Strengths and limitations

Our meta-analysis has several strengths. The flipped classroom approach has grown rapidly and is now widely used in health professions education. To our knowledge, this is the first meta-analysis to summarize the evidence to date concerning the effectiveness of flipped classroom on student learning compared with traditional classroom. Evaluating the effectiveness of flipped classroom is therefore both timely and important for instructors and learners. We also intentionally kept our literature search very recent (up to April 15, 2017) and broad in terms of subjects from various health professions using multiple academic online databases.

However, there are some limitations that should be considered.

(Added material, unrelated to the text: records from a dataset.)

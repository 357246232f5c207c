// SPDX-License-Identifier: AGPL-3.0-or-later
//
// Copyright (C) 2026 Relational Network

//! Routing interceptor: attaches a fresh [`RequestContext`].

use axum::{extract::Request, middleware::Next, response::Response};

use super::{RequestContext, RequestId};

pub async fn attach_context(mut request: Request, next: Next) -> Response {
    let context = RequestContext::new();
    tracing::debug!(
        request_id = %context.request_id,
        method = %request.method(),
        path = %request.uri().path(),
        "routing request"
    );
    let request_id = context.request_id;
    request.extensions_mut().insert(context);

    let mut response = next.run(request).await;
    response.extensions_mut().insert(RequestId(request_id));
    response
}
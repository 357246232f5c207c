// SPDX-License-Identifier: AGPL-3.0-or-later
//
// Copyright (C) 2026 Relational Network

//! Student credentials.
//!
//! Passwords are stored only as Argon2id PHC strings. Login failures for an
//! unknown student and for a wrong password are indistinguishable.

use std::sync::Arc;

use argon2::{
    password_hash::{rand_core::OsRng, PasswordHash, PasswordHasher, PasswordVerifier, SaltString},
    Argon2,
};
use thiserror::Error;

use crate::models::StudentId;
use crate::storage::{CredentialStore, StorageError};

#[derive(Debug, Error)]
pub enum CredentialError {
    #[error("Invalid student number or password")]
    InvalidCredentials,

    #[error("Student {0} is already registered")]
    AlreadyRegistered(StudentId),

    #[error("Password must not be empty")]
    EmptyPassword,

    #[error("Password hashing failed: {0}")]
    Hashing(String),

    #[error(transparent)]
    Store(StorageError),
}

/// Registers students and checks their passwords.
#[derive(Clone)]
pub struct Credentials {
    store: Arc<dyn CredentialStore>,
}

impl Credentials {
    pub fn new(store: Arc<dyn CredentialStore>) -> Self {
        Self { store }
    }

    pub fn register(&self, student: &StudentId, password: &str) -> Result<(), CredentialError> {
        if password.is_empty() {
            return Err(CredentialError::EmptyPassword);
        }
        let salt = SaltString::generate(&mut OsRng);
        let hash = Argon2::default()
            .hash_password(password.as_bytes(), &salt)
            .map_err(|e| CredentialError::Hashing(e.to_string()))?
            .to_string();

        self.store
            .insert_credential(student, &hash)
            .map_err(|e| match e {
                StorageError::AlreadyExists(_) => {
                    CredentialError::AlreadyRegistered(student.clone())
                }
                other => CredentialError::Store(other),
            })
    }

    pub fn verify_login(&self, student: &StudentId, password: &str) -> Result<(), CredentialError> {
        let stored = self
            .store
            .credential_hash(student)
            .map_err(CredentialError::Store)?
            .ok_or(CredentialError::InvalidCredentials)?;

        let parsed =
            PasswordHash::new(&stored).map_err(|e| CredentialError::Hashing(e.to_string()))?;
        Argon2::default()
            .verify_password(password.as_bytes(), &parsed)
            .map_err(|_| CredentialError::InvalidCredentials)
    }
}
// SPDX-License-Identifier: AGPL-3.0-or-later
//
// Copyright (C) 2026 Relational Network

//! Axum extractors for the verified caller.
//!
//! Both read the [`RequestContext`] filled in by the authentication
//! interceptor; neither verifies tokens itself.
//!
//! ```rust,ignore
//! async fn pay(Identity(student): Identity, ...) -> ... { }
//! async fn query(Caller(maybe_student): Caller, ...) -> ... { }
//! ```

use std::convert::Infallible;

use axum::{extract::FromRequestParts, http::request::Parts};

use super::AuthError;
use crate::middleware::RequestContext;
use crate::models::StudentId;

/// Requires a verified identity.
///
/// Rejects with an internal error when used on a route that is not behind
/// the authentication interceptor.
pub struct Identity(pub StudentId);

impl<S: Send + Sync> FromRequestParts<S> for Identity {
    type Rejection = AuthError;

    async fn from_request_parts(parts: &mut Parts, _state: &S) -> Result<Self, Self::Rejection> {
        parts
            .extensions
            .get::<RequestContext>()
            .and_then(|ctx| ctx.identity.clone())
            .map(Identity)
            .ok_or_else(|| AuthError::InternalError("no verified identity on request".into()))
    }
}

/// The verified identity if the route is authenticated, `None` otherwise.
pub struct Caller(pub Option<StudentId>);

impl<S: Send + Sync> FromRequestParts<S> for Caller {
    type Rejection = Infallible;

    async fn from_request_parts(parts: &mut Parts, _state: &S) -> Result<Self, Self::Rejection> {
        Ok(Caller(
            parts
                .extensions
                .get::<RequestContext>()
                .and_then(|ctx| ctx.identity.clone()),
        ))
    }
}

First, this review focused on flipped classroom studies in which pre-class videos were provided, and class attendance was mandatory. To broaden the scope of review, future reviews can examine other flipped learning studies that do not restrain the instructors’ use of technological tools. Future reviews can also compare the use of online course without face-to-face meeting and flipped classes with face-to-face meeting. Second, the flipped classroom designs in the reviewed studies were not always clearly reported. For example, the specific types of video lecture used were not described. Video lectures can include many different styles including recorded classroom lecture, Khan-style freehand writing video, PowerPoint presentation with instructor talking head, PowerPoint presentation with more than one people in conversation, among others [60,61,62]. Different video styles may affect student learning. We also could not identify information related to the actual time allocated to different instructional activities (e.g., small-group activities), and the actual details of small-group learning activities. Specifically, with regard to the small-group learning activities, there is no consensus about what various activities actually entail in practice [27]. As a result, we could not really differentiate the activities when the authors merely stated the use of small-group discussion, in-class collaboration, or group problem solving without providing specific details on the actual tasks involved in the group activities because group discussion, collaboration, problem-solving all involved discussions; and problem-solving can also be a form of collaboration. The absence of all this information prevented us from conducting further moderator analyses to discern additional key factors that could affect flipped classroom effectiveness. Additionally, the results are limited because no study included long-term follow-ups to assess learning retention. Also, the overall effect size for randomized controlled trials is usually bigger than for cohort studies.

Conclusions

Current evidence suggests that the flipped classroom approach in health professions education overall yields a statistically significant improvement in learner performance compared with traditional teaching methods. In addition, the flipped classroom would be more effective when instructors use quizzes at the start of each in-class session. Future research can be conducted to examine the possible effect of specific types of teaching method or presentation on student learning. Future research should also examine the possible impact of video styles. Despite the increasing popularity of using video-recorded lectures, we still understand little about how different video styles may impact student learning. Longitudinal studies should also be conducted to examine whether the flipped classroom approach can foster learning retention over a long period of time.